The true story of the impact of hunger, HIV/AIDS, and social instability remains untold. Families and individuals have all been thrown from a curse of misery into a climate of fear, silence, and bewilderment because of the drought and the unending political crisis.

But debate in Zimbabwe has been clouded by a serious dearth of vision, covered by an obsession to destroy reason and force loyalty to ZANU-PF, according to Masipula Sithole, a University of Zimbabwe political scientist.

"No one cares anymore about the toddlers in the street," he says. "The sheer weight of the public responsibilities facing the government is so much that President Mugabe and his government alone no longer have the energy to lift a finger. Those who must show leadership and rekindle discussion watch helplessly as the government equates open debates to treason and regards critics as traitors."

Analysts say there is need for Zimbabwe to come up with an open forum to discuss the country's problems. But opposition parties say the national agenda is lost in a jungle as the people search for food. Coming up with a simplified version of the issues affecting this nation would be complex, they say.

"The real issue is that ZANU-PF must accept its failures," says Welshman Ncube, the opposition Movement for Democratic Change spokesperson. "It is now no longer necessary to continue blaming its failures on Britain and America."

The government accuses foreigners, especially the British, of being Zimbabwe's main enemies. It says foreigners use a willing coterie of traitors and avaricious puppets such as MDC to advance their own interests, which is the cause of Zimbabwe's economic woes that have devilled the country rather than bad governance and shoddy economic experiments.

The situation is so bad that sociologists predict that more and more young Zimbabweans are postponing marriages with the belief that the situation will improve. But there is no hope in sight. The country buries 4,000 people every week because of HIV/AIDS, and the number of unemployed is growing as educational institutions continue to churn out hundred thousands into the job market.

Coupled with this is the daily bullying and assaulting of people by youths who ZANU-PF trained under a dubious employment creation programme. The economic crisis is deepening and the government has ruled out devaluating the currency to attract foreign investment and solve the foreign currency problems that have prevailed for over two years.

An entire generation of parents face the risk of being wiped out by AIDS. Despite President Robert Mugabe's March election campaign promise, there are no anti-retroviral drugs in public hospitals.

The signs of starvation are all over the country. The list of queues is endless as everything that has to be consumed demands that one joins the queue. At the same time food prices, despite so-called price controls, continue to rise.

But there are no public forums in Zimbabwe at which these matters may be debated.
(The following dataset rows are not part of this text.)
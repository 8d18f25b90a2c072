// Copyright (c) Contributors to the SPK project.
// SPDX-License-Identifier: Apache-2.0
// https://github.com/spkenv/spk

//! Virtual filesystem implementation for GitSnapFS
//!
//! Provides the FUSE path resolver over a git object store, the
//! ref-freshness watcher that keeps kernel dentries honest, and the
//! hot-upgrade coordinator that re-executes the daemon without
//! unmounting.

#![deny(missing_docs)]

mod channel;
#[cfg(test)]
#[allow(missing_docs)]
pub mod fixtures;
mod fuse;
mod upgrade;
mod watch;

pub use channel::Channel;
pub use fuse::{Config, Filesystem, Session};
pub use upgrade::{Coordinator, UpgradeGate, ENV_FUSE_FD, ENV_STATE};
pub use watch::RefWatcher;
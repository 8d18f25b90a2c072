// Copyright (c) Contributors to the SPK project.
// SPDX-License-Identifier: Apache-2.0
// https://github.com/spkenv/spk

use std::io;
use std::path::PathBuf;

use thiserror::Error;

/// Errors that can occur while serving git data as a filesystem.
#[derive(Debug, Error)]
pub enum Error {
    /// A free-form error message.
    #[error("{0}")]
    String(String),
    /// An underlying OS error from the nix crate.
    #[error(transparent)]
    Nix(#[from] nix::Error),
    /// An underlying io error.
    #[error(transparent)]
    IO(#[from] io::Error),
    /// A message paired with an explicit errno for the kernel reply.
    #[error("[ERRNO {1}] {0}")]
    Errno(String, i32),
    /// Failure to load or parse the runtime configuration.
    #[error(transparent)]
    Config(#[from] config::ConfigError),

    /// The named repository could not be opened.
    #[error("failed to open repository at {0:?}")]
    RepositoryOpen(PathBuf, #[source] Box<gix::open::Error>),
    /// The git object store failed in a way that is not "not found".
    #[error("git backend error: {0}")]
    GitBackend(String),
    /// The requested object does not exist in the object store.
    #[error("unknown object {0}")]
    UnknownObject(gix::ObjectId),
    /// The requested reference does not exist or does not point at a commit.
    #[error("unknown reference {0:?}")]
    UnknownReference(String),
    /// The given name is not a full lowercase hex object id.
    #[error("invalid commit id {0:?}")]
    InvalidCommitId(String),

    /// Two distinct objects truncate to the same inode number.
    #[error("inode {0} already bound to a different object")]
    InodeClash(u64),
    /// An inode that is neither synthetic nor present in the ledger.
    #[error("inode {0} is not bound")]
    StaleInode(u64),
    /// The state log contains a record that cannot be decoded.
    #[error("corrupt state log record at offset {0}")]
    CorruptStateRecord(u64),
}

impl Error {
    /// Create a new error with the given message.
    pub fn new<S: AsRef<str>>(message: S) -> Error {
        Error::String(message.as_ref().to_owned())
    }

    /// Create an error carrying a specific errno.
    pub fn new_errno<E: Into<String>>(errno: i32, e: E) -> Error {
        Error::Errno(e.into(), errno)
    }

    /// Wrap a fallible git backend call, mapping its error to [`Error::GitBackend`].
    pub fn git<E: std::fmt::Display>(err: E) -> Error {
        Error::GitBackend(err.to_string())
    }

    /// The errno that best represents this error to the kernel, if any.
    ///
    /// Name resolution failures surface as `ENOENT`, inode collisions as
    /// `EUCLEAN`, and unbound inodes as `ESTALE`. Everything that reaches
    /// the kernel without a mapping is reported as `EIO` by the caller.
    pub fn os_error(&self) -> Option<i32> {
        match self {
            Error::UnknownObject(_)
            | Error::UnknownReference(_)
            | Error::InvalidCommitId(_) => Some(libc::ENOENT),
            Error::InodeClash(_) => Some(libc::EUCLEAN),
            Error::StaleInode(_) => Some(libc::ESTALE),
            Error::GitBackend(_) | Error::CorruptStateRecord(_) => Some(libc::EIO),
            Error::Errno(_, errno) => Some(*errno),
            Error::IO(err) => err.raw_os_error().or(Some(libc::EIO)),
            Error::Nix(err) => Some(*err as i32),
            _ => None,
        }
    }
}

/// A result type for fallible gitsnapfs operations.
pub type Result<T> = std::result::Result<T, Error>;
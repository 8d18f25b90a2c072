// Copyright (c) Contributors to the SPK project.
// SPDX-License-Identifier: Apache-2.0
// https://github.com/spkenv/spk

//! Hot upgrade of the serving process.
//!
//! On the upgrade trigger the coordinator stops admitting new
//! requests, lets the in-flight ones reply, flushes the inode ledger
//! and re-executes the current binary with the FUSE channel descriptor
//! in its environment. The kernel holds the mount the whole time, so
//! clients only observe a short pause.

use std::ffi::CString;
use std::os::unix::ffi::OsStrExt;
use std::sync::atomic::{AtomicBool, AtomicU64, Ordering};
use std::sync::Arc;
use std::time::{Duration, Instant};

use gitsnapfs::inode::InodeLedger;
use gitsnapfs::Error;
use tokio::sync::Notify;

use crate::channel::Channel;

#[cfg(test)]
#[path = "./upgrade_test.rs"]
mod upgrade_test;

/// Environment variable carrying the FUSE channel descriptor across exec.
pub const ENV_FUSE_FD: &str = "GITSNAPFS_FUSE_FD";
/// Environment variable carrying the ledger state path across exec.
pub const ENV_STATE: &str = "GITSNAPFS_STATE";

/// How long new requests are held at the gate while an upgrade drains.
const QUIESCE_HOLD: Duration = Duration::from_millis(200);
/// How long the coordinator waits for in-flight requests before
/// abandoning the upgrade attempt.
const DRAIN_TIMEOUT: Duration = Duration::from_secs(5);

/// The barrier between request dispatch and the exec handover.
///
/// Every dispatched request holds a guard for its lifetime; the
/// coordinator waits for the count to reach zero before it may exec.
#[derive(Debug, Default)]
pub struct UpgradeGate {
    quiesced: AtomicBool,
    in_flight: AtomicU64,
    drained: Notify,
    resumed: Notify,
}

/// Held by one in-flight request from dispatch until its reply is sent.
#[derive(Debug)]
pub struct RequestGuard<'a> {
    gate: &'a UpgradeGate,
}

impl Drop for RequestGuard<'_> {
    fn drop(&mut self) {
        if self.gate.in_flight.fetch_sub(1, Ordering::AcqRel) == 1
            && self.gate.quiesced.load(Ordering::Acquire)
        {
            self.gate.drained.notify_waiters();
        }
    }
}

impl UpgradeGate {
    /// Create an open gate.
    pub fn new() -> Self {
        Self::default()
    }

    /// Whether an upgrade is currently draining requests.
    pub fn is_quiesced(&self) -> bool {
        self.quiesced.load(Ordering::Acquire)
    }

    /// Register one in-flight request.
    ///
    /// During a quiesce the request is held briefly so the drain can
    /// reach zero; the hold is bounded so a failed exec can never
    /// stall the mount.
    pub async fn enter(&self) -> RequestGuard<'_> {
        if self.quiesced.load(Ordering::Acquire) {
            let resumed = self.resumed.notified();
            if self.quiesced.load(Ordering::Acquire) {
                let _ = tokio::time::timeout(QUIESCE_HOLD, resumed).await;
            }
        }
        self.in_flight.fetch_add(1, Ordering::AcqRel);
        RequestGuard { gate: self }
    }

    /// Stop admitting new requests and wait for in-flight ones to
    /// finish. Returns false if the drain did not complete in time.
    pub async fn quiesce(&self, timeout: Duration) -> bool {
        self.quiesced.store(true, Ordering::Release);
        let deadline = Instant::now() + timeout;
        loop {
            let drained = self.drained.notified();
            if self.in_flight.load(Ordering::Acquire) == 0 {
                return true;
            }
            let Some(remaining) = deadline.checked_duration_since(Instant::now()) else {
                return false;
            };
            let _ = tokio::time::timeout(remaining, drained).await;
        }
    }

    /// Reopen the gate after a failed upgrade.
    pub fn resume(&self) {
        self.quiesced.store(false, Ordering::Release);
        self.resumed.notify_waiters();
    }

    /// The number of requests currently being served.
    pub fn in_flight(&self) -> u64 {
        self.in_flight.load(Ordering::Acquire)
    }
}

/// Drives the exec handover when an upgrade is requested.
pub struct Coordinator {
    gate: Arc<UpgradeGate>,
    ledger: Arc<InodeLedger>,
    channel: Arc<Channel>,
    argv: Vec<CString>,
}

impl Coordinator {
    /// Capture the state needed for a later handover. The argument
    /// vector is taken now so the re-exec repeats the original
    /// invocation exactly.
    pub fn new(gate: Arc<UpgradeGate>, ledger: Arc<InodeLedger>, channel: Arc<Channel>) -> Self {
        let argv = std::env::args_os()
            .filter_map(|arg| CString::new(arg.as_bytes()).ok())
            .collect();
        Self {
            gate,
            ledger,
            channel,
            argv,
        }
    }

    /// Quiesce, persist and re-execute the current binary.
    ///
    /// On success this never returns: the process image is replaced
    /// and the next incarnation adopts the channel from
    /// [`ENV_FUSE_FD`]. On failure the gate reopens and the error
    /// describes why the old process keeps serving.
    pub async fn upgrade(&self) -> Error {
        tracing::info!("upgrade requested, quiescing requests...");
        if !self.gate.quiesce(DRAIN_TIMEOUT).await {
            self.gate.resume();
            return Error::new(format!(
                "upgrade abandoned: {} requests still in flight after {DRAIN_TIMEOUT:?}",
                self.gate.in_flight()
            ));
        }

        if let Err(err) = self.ledger.flush() {
            self.gate.resume();
            return err;
        }
        if let Some(path) = self.ledger.log_path() {
            std::env::set_var(ENV_STATE, path);
        }
        std::env::set_var(ENV_FUSE_FD, self.channel.raw_fd().to_string());

        let exe = match CString::new("/proc/self/exe") {
            Ok(exe) => exe,
            Err(_) => unreachable!("static path contains no NUL"),
        };
        tracing::info!(fd = self.channel.raw_fd(), "re-executing for upgrade");
        let err = match nix::unistd::execv(&exe, &self.argv) {
            Err(errno) => Error::from(errno),
            // execv only ever returns on failure
            Ok(infallible) => match infallible {},
        };

        // the exec did not happen; withdraw the handover environment
        // and return to serving on this binary
        std::env::remove_var(ENV_FUSE_FD);
        self.gate.resume();
        tracing::error!("upgrade exec failed, resuming service: {err}");
        err
    }

    /// The gate shared with the request dispatch path.
    pub fn gate(&self) -> &Arc<UpgradeGate> {
        &self.gate
    }
}
// Copyright (c) Contributors to the SPK project.
// SPDX-License-Identifier: Apache-2.0
// https://github.com/spkenv/spk

use gitsnapfs::inode::{BRANCHES_INO, ROOT_INO, TAGS_INO};
use gitsnapfs::repo::Repository;
use gix::objs::tree::EntryKind;
use rstest::rstest;

use super::{Invalidation, RefSnapshot};
use crate::fixtures::*;

#[rstest]
fn test_snapshot_diff_detects_moves_adds_and_removals() {
    let tmpdir = tempfile::Builder::new()
        .prefix("gitsnapfs-test")
        .tempdir()
        .unwrap();
    let git = init_repo(tmpdir.path());
    let blob = write_blob(&git, b"hi\n");
    let tree = write_tree(&git, &[(EntryKind::Blob, "hello.txt", blob)]);
    let first = commit(&git, "main", tree);
    lightweight_tag(&git, "v1", first);

    let repo = Repository::open(tmpdir.path()).unwrap();
    let before = RefSnapshot::collect(&repo);
    assert!(before.diff(&before).is_empty());

    // move main forward, drop the tag, add a branch
    let second_tree = write_tree(
        &git,
        &[
            (EntryKind::Blob, "hello.txt", blob),
            (EntryKind::Blob, "second.txt", blob),
        ],
    );
    commit(&git, "main", second_tree);
    commit(&git, "topic", tree);
    std::fs::remove_file(git.git_dir().join("refs/tags/v1")).unwrap();

    let after = RefSnapshot::collect(&repo);
    let mut invalidations = before.diff(&after);
    invalidations.sort_by(|a, b| (a.parent, &a.name).cmp(&(b.parent, &b.name)));
    assert_eq!(
        invalidations,
        vec![
            Invalidation {
                parent: ROOT_INO,
                name: "HEAD".to_owned(),
            },
            Invalidation {
                parent: BRANCHES_INO,
                name: "main".to_owned(),
            },
            Invalidation {
                parent: BRANCHES_INO,
                name: "topic".to_owned(),
            },
            Invalidation {
                parent: TAGS_INO,
                name: "v1".to_owned(),
            },
        ]
    );
}

#[rstest]
fn test_snapshot_ignores_unreachable_tags() {
    let tmpdir = tempfile::Builder::new()
        .prefix("gitsnapfs-test")
        .tempdir()
        .unwrap();
    let git = init_repo(tmpdir.path());
    let blob = write_blob(&git, b"hi\n");
    let tree = write_tree(&git, &[(EntryKind::Blob, "hello.txt", blob)]);
    commit(&git, "main", tree);
    // a tag straight at a blob never resolves to a commit
    lightweight_tag(&git, "blobby", blob);

    let repo = Repository::open(tmpdir.path()).unwrap();
    let snapshot = RefSnapshot::collect(&repo);
    assert!(snapshot.diff(&snapshot).is_empty());
    assert_eq!(snapshot.branches.len(), 1);
    assert!(snapshot.tags.is_empty());
}
// Copyright (c) Contributors to the SPK project.
// SPDX-License-Identifier: Apache-2.0
// https://github.com/spkenv/spk

//! Helpers for building throwaway git repositories in tests.

use std::path::Path;

use gitsnapfs::repo::ObjectId;
use gix::objs::tree::{Entry, EntryKind};

#[allow(dead_code)]
pub fn init_logging() {
    let sub = tracing_subscriber::FmtSubscriber::builder()
        .with_max_level(tracing::Level::TRACE)
        .without_time()
        .with_test_writer()
        .finish();
    let _ = tracing::subscriber::set_global_default(sub);
}

/// Initialize a repository with an identity configured so commits can
/// be created without touching the caller's global git config.
pub fn init_repo(dir: &Path) -> gix::Repository {
    let repo = gix::init(dir).expect("repository should initialize");
    let config = repo.git_dir().join("config");
    let mut contents = std::fs::read_to_string(&config).unwrap_or_default();
    contents.push_str("[user]\n\tname = Test Fixture\n\temail = fixture@example.com\n");
    std::fs::write(&config, contents).expect("repo config should be writable");
    std::fs::write(repo.git_dir().join("HEAD"), "ref: refs/heads/main\n")
        .expect("HEAD should be writable");
    let path = repo.git_dir().to_owned();
    drop(repo);
    gix::open(path).expect("repository should reopen")
}

pub fn write_blob(repo: &gix::Repository, data: &[u8]) -> ObjectId {
    repo.write_blob(data).expect("blob should write").detach()
}

/// Write a tree from `(kind, name, oid)` triples. Entries must already
/// be in git's canonical name order.
pub fn write_tree(repo: &gix::Repository, entries: &[(EntryKind, &str, ObjectId)]) -> ObjectId {
    let mut tree = gix::objs::Tree::empty();
    for (kind, name, oid) in entries {
        tree.entries.push(Entry {
            mode: (*kind).into(),
            filename: (*name).into(),
            oid: *oid,
        });
    }
    repo.write_object(&tree).expect("tree should write").detach()
}

pub fn commit(repo: &gix::Repository, branch: &str, tree: ObjectId) -> ObjectId {
    let refname = format!("refs/heads/{branch}");
    let parent = repo
        .find_reference(&refname)
        .ok()
        .and_then(|mut r| r.peel_to_id_in_place().ok())
        .map(|id| id.detach());
    repo.commit(refname, "fixture commit", tree, parent)
        .expect("commit should write")
        .detach()
}

pub fn lightweight_tag(repo: &gix::Repository, name: &str, target: ObjectId) {
    repo.tag_reference(
        name,
        target,
        gix::refs::transaction::PreviousValue::Any,
    )
    .expect("tag ref should write");
}
// Copyright (c) Contributors to the SPK project.
// SPDX-License-Identifier: Apache-2.0
// https://github.com/spkenv/spk

use gix::ObjectId;
use rstest::rstest;

use super::{Record, StateLog, RECORD_LEN};

fn oid(fill: u8) -> ObjectId {
    ObjectId::try_from(&[fill; 20][..]).unwrap()
}

#[rstest]
fn test_record_roundtrip() {
    let record = Record {
        ino: 0x1234_5678_9abc_def0,
        tag: 1,
        oid: oid(0xab),
        clash: true,
    };
    let encoded = record.encode();
    assert_eq!(encoded.len(), RECORD_LEN);
    let decoded = Record::decode(&encoded, 0).unwrap();
    assert_eq!(decoded, record);
}

#[rstest]
fn test_record_rejects_bad_oid_len() {
    let record = Record {
        ino: 7,
        tag: 0,
        oid: oid(1),
        clash: false,
    };
    let mut encoded = record.encode();
    encoded[9] = 17;
    assert!(Record::decode(&encoded, 0).is_err());
}

#[rstest]
fn test_log_replays_appends() {
    let tmpdir = tempfile::Builder::new()
        .prefix("gitsnapfs-test")
        .tempdir()
        .unwrap();
    let path = tmpdir.path().join("ledger");

    let first = Record {
        ino: 42,
        tag: 0,
        oid: oid(0x11),
        clash: false,
    };
    let second = Record {
        ino: 42,
        tag: 0,
        oid: oid(0x11),
        clash: true,
    };

    {
        let (log, records) = StateLog::open(&path).unwrap();
        assert!(records.is_empty());
        log.append(&first).unwrap();
        log.append(&second).unwrap();
        log.sync().unwrap();
    }

    let (_log, records) = StateLog::open(&path).unwrap();
    assert_eq!(records, vec![first, second]);
}

#[rstest]
fn test_log_drops_torn_tail() {
    let tmpdir = tempfile::Builder::new()
        .prefix("gitsnapfs-test")
        .tempdir()
        .unwrap();
    let path = tmpdir.path().join("ledger");

    let record = Record {
        ino: 9,
        tag: 3,
        oid: oid(0x22),
        clash: false,
    };
    {
        let (log, _) = StateLog::open(&path).unwrap();
        log.append(&record).unwrap();
        log.sync().unwrap();
    }

    // simulate a crash mid-append
    let mut contents = std::fs::read(&path).unwrap();
    contents.extend_from_slice(&[0xff; RECORD_LEN / 2]);
    std::fs::write(&path, &contents).unwrap();

    let (log, records) = StateLog::open(&path).unwrap();
    assert_eq!(records, vec![record]);

    // the clipped log accepts appends at the record boundary
    log.append(&record).unwrap();
    log.sync().unwrap();
    drop(log);
    let (_log, records) = StateLog::open(&path).unwrap();
    assert_eq!(records, vec![record, record]);
}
There are also no open expressions of anger as the government has put in place legislation against that. What prevails is fear, even to whisper a dissenting tune.

With close to six million completely famished, the nation continues getting away with a notion and definition of the opposition as a foreign-inspired concept which deserves nothing but hate, not as a partner.

However, according to sociologist Rudo Gaidzanwa, family stability and the rescue of street children is only possible through economic prosperity. "That prosperity is a by-product of democracy," she says. "And, democracy comes from tolerance, which is an expression of love and morality. Sadly, that is missing in Zimbabwe."